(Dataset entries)
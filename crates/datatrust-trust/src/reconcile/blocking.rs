// crates/datatrust-trust/src/reconcile/blocking.rs
// ============================================================================
// Module: Reconciliation Blocking
// Description: Candidate bucketing to avoid full cross-product matching.
// Purpose: Cut rule evaluations by grouping records on a cheap key.
// Dependencies: serde, crate::reconcile::similarity
// ============================================================================

//! ## Overview
//! Blocking buckets target records under a cheap key before the full rule
//! set runs. Auto mode derives the key from the required `equals` rules
//! (composite keys joined by the unit separator, per-rule case sensitivity
//! honoured); configured mode uses one field pair with an explicit
//! algorithm; off compares the full cross-product. Keys are capped at 256
//! characters. In configured mode an empty bucket falls back to a full scan
//! for that source row; in auto mode an empty bucket is final, since a
//! required equals rule could never match outside it.

// ============================================================================
// SECTION: Imports
// ============================================================================

use datatrust_core::Record;
use serde::Deserialize;
use serde::Serialize;
use serde_json::Value;

use crate::reconcile::similarity::cologne_phonetic;
use crate::reconcile::similarity::soundex;

// ============================================================================
// SECTION: Configuration
// ============================================================================

/// Maximum blocking key length in characters.
pub const BLOCKING_KEY_CAP: usize = 256;

/// Separator joining composite auto-key segments.
pub const COMPOSITE_SEPARATOR: char = '\u{1F}';

/// Key derivation algorithm for configured blocking.
#[derive(Debug, Clone, Copy, PartialEq, Eq, Serialize, Deserialize)]
#[serde(rename_all = "snake_case", tag = "algorithm")]
pub enum BlockingAlgorithm {
    /// Exact value.
    Exact,
    /// Fixed-length prefix.
    Prefix {
        /// Prefix length in characters.
        length: usize,
    },
    /// Cologne Phonetic code.
    ColognePhonetic,
    /// Soundex code.
    Soundex,
}

/// Blocking mode.
#[derive(Debug, Clone, Default, PartialEq, Eq, Serialize, Deserialize)]
#[serde(rename_all = "snake_case", tag = "mode")]
pub enum BlockingConfig {
    /// Derive the key from required equals rules.
    #[default]
    Auto,
    /// Explicit field pair and algorithm.
    Configured {
        /// Source-side key field.
        source_field: String,
        /// Target-side key field.
        target_field: String,
        /// Key derivation algorithm.
        #[serde(flatten)]
        algorithm: BlockingAlgorithm,
    },
    /// Full cross-product.
    Off,
}

/// One auto-derived key segment.
#[derive(Debug, Clone, PartialEq, Eq)]
pub struct AutoKeyField {
    /// Source-side field.
    pub source_field: String,
    /// Target-side field.
    pub target_field: String,
    /// Whether the originating rule compares case-insensitively.
    pub case_insensitive: bool,
}

// ============================================================================
// SECTION: Key Derivation
// ============================================================================

/// Builds the auto-blocking key for one record side.
///
/// Returns `None` when any segment value is missing or null; a required
/// equals rule could never match such a record.
#[must_use]
pub fn auto_key(record: &Record, fields: &[AutoKeyField], source_side: bool) -> Option<String> {
    let mut key = String::new();
    for (index, field) in fields.iter().enumerate() {
        let name = if source_side { &field.source_field } else { &field.target_field };
        let value = record.get(name)?;
        if value.is_null() {
            return None;
        }
        if index > 0 {
            key.push(COMPOSITE_SEPARATOR);
        }
        let rendered = render(value);
        if field.case_insensitive {
            key.push_str(&rendered.to_lowercase());
        } else {
            key.push_str(&rendered);
        }
    }
    Some(cap(key))
}

/// Builds a configured-blocking key from one value.
#[must_use]
pub fn configured_key(value: &Value, algorithm: BlockingAlgorithm) -> Option<String> {
    if value.is_null() {
        return None;
    }
    let rendered = render(value);
    let key = match algorithm {
        BlockingAlgorithm::Exact => rendered,
        BlockingAlgorithm::Prefix {
            length,
        } => rendered.chars().take(length.max(1)).collect(),
        BlockingAlgorithm::ColognePhonetic => cologne_phonetic(&rendered),
        BlockingAlgorithm::Soundex => soundex(&rendered),
    };
    Some(cap(key))
}

/// Renders a value as key text.
fn render(value: &Value) -> String {
    match value {
        Value::String(text) => text.clone(),
        other => other.to_string(),
    }
}

/// Caps a key at the maximum length.
fn cap(key: String) -> String {
    if key.chars().count() <= BLOCKING_KEY_CAP {
        key
    } else {
        key.chars().take(BLOCKING_KEY_CAP).collect()
    }
}

// ============================================================================
// SECTION: Tests
// ============================================================================

#[cfg(test)]
mod tests {
    #![allow(clippy::unwrap_used, clippy::panic, reason = "Test-only assertions.")]

    use datatrust_core::Record;
    use serde_json::json;

    use super::AutoKeyField;
    use super::BLOCKING_KEY_CAP;
    use super::BlockingAlgorithm;
    use super::auto_key;
    use super::configured_key;

    #[test]
    fn auto_key_joins_segments_with_unit_separator() {
        let record = Record::from_value(json!({"region": "EU", "id": 7})).unwrap();
        let fields = vec![
            AutoKeyField {
                source_field: "region".to_string(),
                target_field: "zone".to_string(),
                case_insensitive: true,
            },
            AutoKeyField {
                source_field: "id".to_string(),
                target_field: "id".to_string(),
                case_insensitive: false,
            },
        ];
        let key = auto_key(&record, &fields, true).unwrap();
        assert_eq!(key, format!("eu{}7", super::COMPOSITE_SEPARATOR));
    }

    #[test]
    fn missing_segment_yields_no_key() {
        let record = Record::from_value(json!({"id": 7})).unwrap();
        let fields = vec![AutoKeyField {
            source_field: "region".to_string(),
            target_field: "zone".to_string(),
            case_insensitive: false,
        }];
        assert!(auto_key(&record, &fields, true).is_none());
    }

    #[test]
    fn configured_algorithms_derive_expected_keys() {
        assert_eq!(
            configured_key(&json!("Meier"), BlockingAlgorithm::Soundex).unwrap(),
            "M600"
        );
        assert_eq!(
            configured_key(&json!("Smithson"), BlockingAlgorithm::Prefix {
                length: 4
            })
            .unwrap(),
            "Smit"
        );
    }

    #[test]
    fn keys_are_capped() {
        let long = "x".repeat(1_000);
        let key = configured_key(&json!(long), BlockingAlgorithm::Exact).unwrap();
        assert_eq!(key.chars().count(), BLOCKING_KEY_CAP);
    }
}
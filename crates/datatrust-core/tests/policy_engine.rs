// crates/datatrust-core/tests/policy_engine.rs
// ============================================================================
// Module: Policy Engine Tests
// Description: Validate the decision pipeline end to end.
// Purpose: Ensure listing precedence, rule scans, and approval gating hold.
// ============================================================================

//! Decision-pipeline behavior tests for the pure policy evaluator.

#![allow(
    clippy::panic,
    clippy::print_stdout,
    clippy::print_stderr,
    clippy::unwrap_used,
    clippy::expect_used,
    clippy::use_debug,
    clippy::dbg_macro,
    clippy::panic_in_result_fn,
    clippy::unwrap_in_result,
    reason = "Test-only assertions and helpers are permitted."
)]

use datatrust_core::WriteMode;
use datatrust_core::policy::MaskingPolicy;
use datatrust_core::policy::Policy;
use datatrust_core::policy::PolicyAction;
use datatrust_core::policy::PolicyRule;
use datatrust_core::policy::RuleWhen;
use datatrust_core::policy::WriteGateMode;
use datatrust_core::policy::WritePolicy;
use datatrust_core::policy::engine::CompiledPolicy;
use datatrust_core::policy::engine::Identity;
use datatrust_core::policy::engine::PolicyRequest;
use datatrust_core::policy::engine::RequestSummary;
use datatrust_core::policy::engine::Verdict;
use datatrust_core::policy::engine::evaluate;
use datatrust_core::policy::matcher::MatcherSpec;

fn compile(policy: Policy) -> CompiledPolicy {
    CompiledPolicy::compile(policy).expect("policy compiles")
}

fn request<'a>(
    tool: &'a str,
    connectors: &'a [String],
    identity: &'a Identity,
    summary: &'a RequestSummary,
) -> PolicyRequest<'a> {
    PolicyRequest {
        tool,
        connectors,
        identity,
        summary,
        approval_token: None,
        break_glass: false,
    }
}

#[test]
fn deny_list_overrides_allow_list() {
    let policy = Policy {
        allow_tools: vec!["*".to_string()],
        deny_tools: vec!["write_records".to_string()],
        ..Policy::default()
    };
    let compiled = compile(policy);
    let identity = Identity::default();
    let summary = RequestSummary::default();
    let connectors: Vec<String> = Vec::new();

    let verdict =
        evaluate(&compiled, &request("write_records", &connectors, &identity, &summary), None)
            .verdict;
    let Verdict::Deny {
        reason,
    } = verdict
    else {
        panic!("expected deny, got {verdict:?}");
    };
    assert!(reason.contains("write_records"));

    let verdict =
        evaluate(&compiled, &request("read_records", &connectors, &identity, &summary), None)
            .verdict;
    assert_eq!(verdict, Verdict::Allow);
}

#[test]
fn default_deny_with_empty_allow_lists_denies_every_tool() {
    let policy = Policy {
        default_action: PolicyAction::Deny,
        ..Policy::default()
    };
    let compiled = compile(policy);
    let identity = Identity::default();
    let summary = RequestSummary::default();
    let connectors: Vec<String> = Vec::new();

    for tool in ["list_connectors", "read_records", "reconcile_records"] {
        let outcome = evaluate(&compiled, &request(tool, &connectors, &identity, &summary), None);
        assert!(
            matches!(outcome.verdict, Verdict::Deny { .. }),
            "tool {tool} should be denied"
        );
    }
}

#[test]
fn connector_listing_applies_to_every_requested_id() {
    let policy = Policy {
        deny_connectors: vec!["pg-*".to_string()],
        ..Policy::default()
    };
    let compiled = compile(policy);
    let identity = Identity::default();
    let summary = RequestSummary::default();
    let connectors = vec!["csv-users".to_string(), "pg-invoices".to_string()];

    let outcome = evaluate(&compiled, &request("read_records", &connectors, &identity, &summary), None);
    let Verdict::Deny {
        reason,
    } = outcome.verdict
    else {
        panic!("expected deny");
    };
    assert!(reason.contains("pg-invoices"));
}

#[test]
fn first_matching_rule_wins_and_deny_reason_surfaces() {
    let policy = Policy {
        rules: vec![
            PolicyRule {
                id: "block-pii".to_string(),
                when: RuleWhen {
                    select_fields_any: Some(vec![MatcherSpec::Pattern("ssn".to_string())]),
                    ..RuleWhen::default()
                },
                action: PolicyAction::Deny,
                reason: Some("ssn reads are not permitted".to_string()),
                mask_fields: Vec::new(),
                require_approval: false,
            },
            PolicyRule {
                id: "catch-all".to_string(),
                when: RuleWhen::default(),
                action: PolicyAction::Allow,
                reason: None,
                mask_fields: vec!["email".to_string()],
                require_approval: false,
            },
        ],
        ..Policy::default()
    };
    let compiled = compile(policy);
    let identity = Identity::default();
    let connectors: Vec<String> = Vec::new();

    let pii = RequestSummary {
        select_fields: vec!["ssn".to_string()],
        ..RequestSummary::default()
    };
    let outcome = evaluate(&compiled, &request("read_records", &connectors, &identity, &pii), None);
    assert_eq!(outcome.matched_rule.as_deref(), Some("block-pii"));
    let Verdict::Deny {
        reason,
    } = outcome.verdict
    else {
        panic!("expected deny");
    };
    assert_eq!(reason, "ssn reads are not permitted");

    let plain = RequestSummary::default();
    let outcome = evaluate(&compiled, &request("read_records", &connectors, &identity, &plain), None);
    assert_eq!(outcome.verdict, Verdict::Allow);
    assert_eq!(outcome.matched_rule.as_deref(), Some("catch-all"));
    assert!(outcome.mask.matches("email"));
}

#[test]
fn write_mode_predicate_requires_exact_match() {
    let policy = Policy {
        rules: vec![PolicyRule {
            id: "no-deletes".to_string(),
            when: RuleWhen {
                write_mode: Some(WriteMode::Update),
                ..RuleWhen::default()
            },
            action: PolicyAction::Deny,
            reason: Some("updates are frozen".to_string()),
            mask_fields: Vec::new(),
            require_approval: false,
        }],
        ..Policy::default()
    };
    let compiled = compile(policy);
    let identity = Identity::default();
    let connectors: Vec<String> = Vec::new();

    let update = RequestSummary {
        write_mode: Some(WriteMode::Update),
        ..RequestSummary::default()
    };
    let outcome = evaluate(&compiled, &request("write_records", &connectors, &identity, &update), None);
    assert!(matches!(outcome.verdict, Verdict::Deny { .. }));

    let insert = RequestSummary {
        write_mode: Some(WriteMode::Insert),
        ..RequestSummary::default()
    };
    let outcome = evaluate(&compiled, &request("write_records", &connectors, &identity, &insert), None);
    assert_eq!(outcome.verdict, Verdict::Allow);
}

#[test]
fn write_gate_deny_blocks_even_allowed_writes() {
    let policy = Policy {
        writes: WritePolicy {
            mode: WriteGateMode::Deny,
            ..WritePolicy::default()
        },
        ..Policy::default()
    };
    let compiled = compile(policy);
    let identity = Identity::default();
    let summary = RequestSummary {
        write_mode: Some(WriteMode::Insert),
        ..RequestSummary::default()
    };
    let connectors: Vec<String> = Vec::new();

    let outcome =
        evaluate(&compiled, &request("write_records", &connectors, &identity, &summary), None);
    let Verdict::Deny {
        reason,
    } = outcome.verdict
    else {
        panic!("expected deny");
    };
    assert!(reason.contains("disabled"));
}

#[test]
fn approval_token_must_match_configured_value() {
    let policy = Policy {
        writes: WritePolicy {
            mode: WriteGateMode::RequireApproval,
            approval_token_env: Some("WRITE_TOK".to_string()),
            approval_hook: None,
        },
        ..Policy::default()
    };
    let compiled = compile(policy);
    let identity = Identity::default();
    let summary = RequestSummary {
        write_mode: Some(WriteMode::Insert),
        record_count: 1,
        ..RequestSummary::default()
    };
    let connectors: Vec<String> = Vec::new();

    let mut wrong = request("write_records", &connectors, &identity, &summary);
    wrong.approval_token = Some("wrong");
    let outcome = evaluate(&compiled, &wrong, Some("s3cr3t"));
    let Verdict::Deny {
        reason,
    } = outcome.verdict
    else {
        panic!("expected deny");
    };
    assert!(reason.contains("approval"));

    let mut right = request("write_records", &connectors, &identity, &summary);
    right.approval_token = Some("s3cr3t");
    let outcome = evaluate(&compiled, &right, Some("s3cr3t"));
    assert_eq!(outcome.verdict, Verdict::Allow);
    assert_eq!(
        outcome.write_approved_by.map(|by| by.as_str()),
        Some("token")
    );
}

#[test]
fn hook_is_requested_when_token_is_absent() {
    let policy = Policy {
        writes: WritePolicy {
            mode: WriteGateMode::RequireApproval,
            approval_token_env: None,
            approval_hook: Some(datatrust_core::policy::ApprovalHookConfig {
                url: "https://approvals.internal/hook".to_string(),
                timeout_ms: 10_000,
            }),
        },
        ..Policy::default()
    };
    let compiled = compile(policy);
    let identity = Identity::default();
    let summary = RequestSummary {
        write_mode: Some(WriteMode::Insert),
        ..RequestSummary::default()
    };
    let connectors: Vec<String> = Vec::new();

    let outcome =
        evaluate(&compiled, &request("write_records", &connectors, &identity, &summary), None);
    assert!(matches!(outcome.verdict, Verdict::NeedsHookApproval { .. }));
}

#[test]
fn break_glass_allows_but_keeps_masking() {
    let policy = Policy {
        default_action: PolicyAction::Deny,
        masking: MaskingPolicy {
            fields: vec!["email".to_string()],
            ..MaskingPolicy::default()
        },
        break_glass: datatrust_core::policy::BreakGlassPolicy {
            enabled: true,
        },
        ..Policy::default()
    };
    let compiled = compile(policy);
    let identity = Identity::default();
    let summary = RequestSummary::default();
    let connectors: Vec<String> = Vec::new();

    let mut req = request("read_records", &connectors, &identity, &summary);
    req.break_glass = true;
    let outcome = evaluate(&compiled, &req, None);
    assert_eq!(outcome.verdict, Verdict::Allow);
    assert!(outcome.break_glass);
    assert!(outcome.mask.matches("email"));

    // Disabled break-glass falls through to the normal pipeline.
    let policy = Policy {
        default_action: PolicyAction::Deny,
        ..Policy::default()
    };
    let compiled = compile(policy);
    let mut req = request("read_records", &connectors, &identity, &summary);
    req.break_glass = true;
    let outcome = evaluate(&compiled, &req, None);
    assert!(matches!(outcome.verdict, Verdict::Deny { .. }));
}

#[test]
fn tenant_overlay_prepends_rules_and_unions_masks() {
    let base = Policy {
        masking: MaskingPolicy {
            fields: vec!["email".to_string()],
            ..MaskingPolicy::default()
        },
        rules: vec![PolicyRule {
            id: "base-allow".to_string(),
            when: RuleWhen::default(),
            action: PolicyAction::Allow,
            reason: None,
            mask_fields: Vec::new(),
            require_approval: false,
        }],
        ..Policy::default()
    };
    let overlay = datatrust_core::policy::PolicyOverlay {
        rules: vec![PolicyRule {
            id: "tenant-deny".to_string(),
            when: RuleWhen {
                tool: Some(vec![MatcherSpec::Pattern("write_records".to_string())]),
                ..RuleWhen::default()
            },
            action: PolicyAction::Deny,
            reason: Some("tenant writes frozen".to_string()),
            mask_fields: Vec::new(),
            require_approval: false,
        }],
        mask_fields: vec!["phone".to_string()],
        ..datatrust_core::policy::PolicyOverlay::default()
    };

    let effective = base.with_overlay(&overlay);
    assert_eq!(effective.rules[0].id, "tenant-deny");
    assert!(effective.masking.fields.contains(&"phone".to_string()));
    assert!(effective.masking.fields.contains(&"email".to_string()));

    let compiled = compile(effective);
    let identity = Identity::default();
    let summary = RequestSummary::default();
    let connectors: Vec<String> = Vec::new();
    let outcome =
        evaluate(&compiled, &request("write_records", &connectors, &identity, &summary), None);
    assert_eq!(outcome.matched_rule.as_deref(), Some("tenant-deny"));
    assert!(matches!(outcome.verdict, Verdict::Deny { .. }));
}
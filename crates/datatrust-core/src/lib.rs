// crates/datatrust-core/src/lib.rs
// ============================================================================
// Module: DataTrust Core
// Description: Data model, connector contract, policy engine, hash primitives.
// Purpose: Provide the dependency-light heart shared by every other crate.
// Dependencies: async-trait, regex, serde, serde_json, sha2, subtle, thiserror, time
// ============================================================================

//! ## Overview
//! This crate defines the canonical data model (records, schemas, filters),
//! the uniform connector contract, the typed error model, the pure policy
//! engine, field masking, and the hash-chain primitives used by the policy
//! audit trail. It performs no I/O; connectors, governance, trust
//! primitives, and the server build on these types.
//!
//! Security posture: all record and filter contents are untrusted input;
//! forbidden keys are rejected at ingestion and masking is applied at the
//! emission boundary.

// ============================================================================
// SECTION: Modules
// ============================================================================

pub mod connector;
pub mod error;
pub mod filter;
pub mod hashing;
pub mod identifiers;
pub mod masking;
pub mod policy;
pub mod record;
pub mod schema;
pub mod time;

// ============================================================================
// SECTION: Re-exports
// ============================================================================

pub use connector::ConnectionState;
pub use connector::Connector;
pub use connector::ConnectorInfo;
pub use connector::ConnectorOp;
pub use connector::ReadResult;
pub use connector::RecordValidation;
pub use connector::ValidationReport;
pub use connector::WriteErrorDetail;
pub use connector::WriteMode;
pub use connector::WriteResult;
pub use error::ConnectorError;
pub use error::ConnectorErrorKind;
pub use error::TrustError;
pub use error::TrustErrorKind;
pub use filter::FilterCondition;
pub use filter::FilterOperator;
pub use filter::FilterOptions;
pub use filter::OrderBy;
pub use filter::Pagination;
pub use filter::SortDirection;
pub use identifiers::DecisionId;
pub use identifiers::TraceId;
pub use identifiers::sanitize_path_component;
pub use masking::MaskSet;
pub use policy::Policy;
pub use policy::PolicyAction;
pub use policy::PolicyOverlay;
pub use policy::PolicyRule;
pub use policy::decision::DecisionCore;
pub use policy::decision::DecisionRecord;
pub use policy::engine::ApprovedBy;
pub use policy::engine::CompiledPolicy;
pub use policy::engine::Evaluation;
pub use policy::engine::Identity;
pub use policy::engine::PolicyRequest;
pub use policy::engine::RequestSummary;
pub use policy::engine::Verdict;
pub use record::ForbiddenKeyError;
pub use record::Record;
pub use schema::FieldDefinition;
pub use schema::FieldType;
pub use schema::Schema;
pub use schema::SchemaOrigin;
pub use time::Timestamp;
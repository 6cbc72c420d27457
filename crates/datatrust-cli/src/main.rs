// crates/datatrust-cli/src/main.rs
// ============================================================================
// Module: DataTrust CLI Entry Point
// Description: Command dispatcher for the DataTrust tool server.
// Purpose: Load configuration, start the selected transport, shut down cleanly.
// Dependencies: clap, datatrust-config, datatrust-server, tokio
// ============================================================================

//! ## Overview
//! `datatrust serve` loads and validates the configuration, wires the
//! runtime, and serves the configured transport until SIGINT or SIGTERM
//! initiates a graceful shutdown: stop accepting, drain in-flight calls,
//! disconnect connectors, flush sinks, exit zero. Fatal initialization
//! failures exit non-zero with a diagnostic on stderr.
//! `datatrust check-config` validates a configuration without serving.

// ============================================================================
// SECTION: Imports
// ============================================================================

use std::path::PathBuf;
use std::process::ExitCode;
use std::sync::Arc;

use clap::Parser;
use clap::Subcommand;
use datatrust_config::TransportKind;
use datatrust_server::HttpState;
use datatrust_server::StderrLogSink;
use datatrust_server::build_runtime;
use datatrust_server::telemetry::LogEvent;
use datatrust_server::telemetry::LogSink;
use serde_json::json;

// ============================================================================
// SECTION: Arguments
// ============================================================================

/// DataTrust policy-gated tool server.
#[derive(Debug, Parser)]
#[command(name = "datatrust", version, about = "Policy-gated tool server for business data")]
struct Cli {
    /// Subcommand to run.
    #[command(subcommand)]
    command: Command,
}

/// CLI subcommands.
#[derive(Debug, Subcommand)]
enum Command {
    /// Start the tool server.
    Serve {
        /// Path to the configuration file.
        #[arg(long, default_value = "datatrust.toml")]
        config: PathBuf,
    },
    /// Validate a configuration file and exit.
    CheckConfig {
        /// Path to the configuration file.
        #[arg(long, default_value = "datatrust.toml")]
        config: PathBuf,
    },
}

// ============================================================================
// SECTION: Entry Point
// ============================================================================

#[tokio::main]
async fn main() -> ExitCode {
    let cli = Cli::parse();
    match cli.command {
        Command::Serve {
            config,
        } => serve(&config).await,
        Command::CheckConfig {
            config,
        } => check_config(&config),
    }
}

/// Validates a configuration file.
fn check_config(path: &PathBuf) -> ExitCode {
    match datatrust_config::load_config(path) {
        Ok(config) => {
            #[allow(clippy::print_stdout, reason = "Check output is the command result.")]
            {
                println!(
                    "configuration is valid: {} connector(s), transport {:?}",
                    config.connectors.len(),
                    config.server.transport,
                );
            }
            ExitCode::SUCCESS
        }
        Err(err) => fatal(&err.to_string()),
    }
}

/// Runs the server until shutdown.
async fn serve(path: &PathBuf) -> ExitCode {
    let config = match datatrust_config::load_config(path) {
        Ok(config) => config,
        Err(err) => return fatal(&err.to_string()),
    };
    let log: Arc<dyn LogSink> = Arc::new(StderrLogSink::new(config.server.logging.level));

    let runtime = match build_runtime(&config, Arc::clone(&log)).await {
        Ok(runtime) => runtime,
        Err(err) => return fatal(&err.to_string()),
    };
    log.log(LogEvent::new(
        datatrust_config::LogLevel::Info,
        "startup",
        "server runtime initialized",
        json!({
            "transport": format!("{:?}", config.server.transport),
            "connectors": runtime.registry.ids(),
            "policy_version": runtime.dispatcher.policy_version(),
        }),
    ));

    let outcome = match config.server.transport {
        TransportKind::Stdio => {
            let result = datatrust_server::stdio::run(&runtime, shutdown_signal())
                .await
                .map_err(|err| err.to_string());
            let failures = runtime.registry.disconnect_all().await;
            for failure in failures {
                log.log(LogEvent::new(
                    datatrust_config::LogLevel::Warn,
                    "shutdown",
                    "connector failed to disconnect",
                    json!({"error": failure.to_string()}),
                ));
            }
            result
        }
        TransportKind::Http => {
            let registry = Arc::clone(&runtime.registry);
            let state = Arc::new(HttpState {
                runtime,
                http: config.server.http.clone(),
            });
            let result = datatrust_server::serve(Arc::clone(&state), shutdown_signal())
                .await
                .map_err(|err| err.to_string());
            // The state keeps the registry alive through shutdown below.
            drop(state);
            let failures = registry.disconnect_all().await;
            for failure in failures {
                log.log(LogEvent::new(
                    datatrust_config::LogLevel::Warn,
                    "shutdown",
                    "connector failed to disconnect",
                    json!({"error": failure.to_string()}),
                ));
            }
            result
        }
    };

    match outcome {
        Ok(()) => {
            log.log(LogEvent::new(
                datatrust_config::LogLevel::Info,
                "shutdown",
                "server stopped",
                json!({}),
            ));
            ExitCode::SUCCESS
        }
        Err(message) => fatal(&message),
    }
}

/// Resolves when SIGINT or SIGTERM arrives.
async fn shutdown_signal() {
    #[cfg(unix)]
    {
        use tokio::signal::unix::SignalKind;
        use tokio::signal::unix::signal;
        let mut term = match signal(SignalKind::terminate()) {
            Ok(term) => term,
            Err(_) => {
                let _ = tokio::signal::ctrl_c().await;
                return;
            }
        };
        tokio::select! {
            _ = tokio::signal::ctrl_c() => {}
            _ = term.recv() => {}
        }
    }
    #[cfg(not(unix))]
    {
        let _ = tokio::signal::ctrl_c().await;
    }
}

/// Prints a diagnostic and returns a failing exit code.
fn fatal(message: &str) -> ExitCode {
    #[allow(clippy::print_stderr, reason = "Fatal diagnostics belong on stderr.")]
    {
        eprintln!("datatrust: {message}");
    }
    ExitCode::FAILURE
}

• WORK ORDER:
Your task is to collect every line above that contains the word "only".

• TASK RESPONSE:
    #![allow(clippy::unwrap_used, clippy::panic, reason = "Test-only assertions.")]
    reason = "Test-only assertions and helpers are permitted."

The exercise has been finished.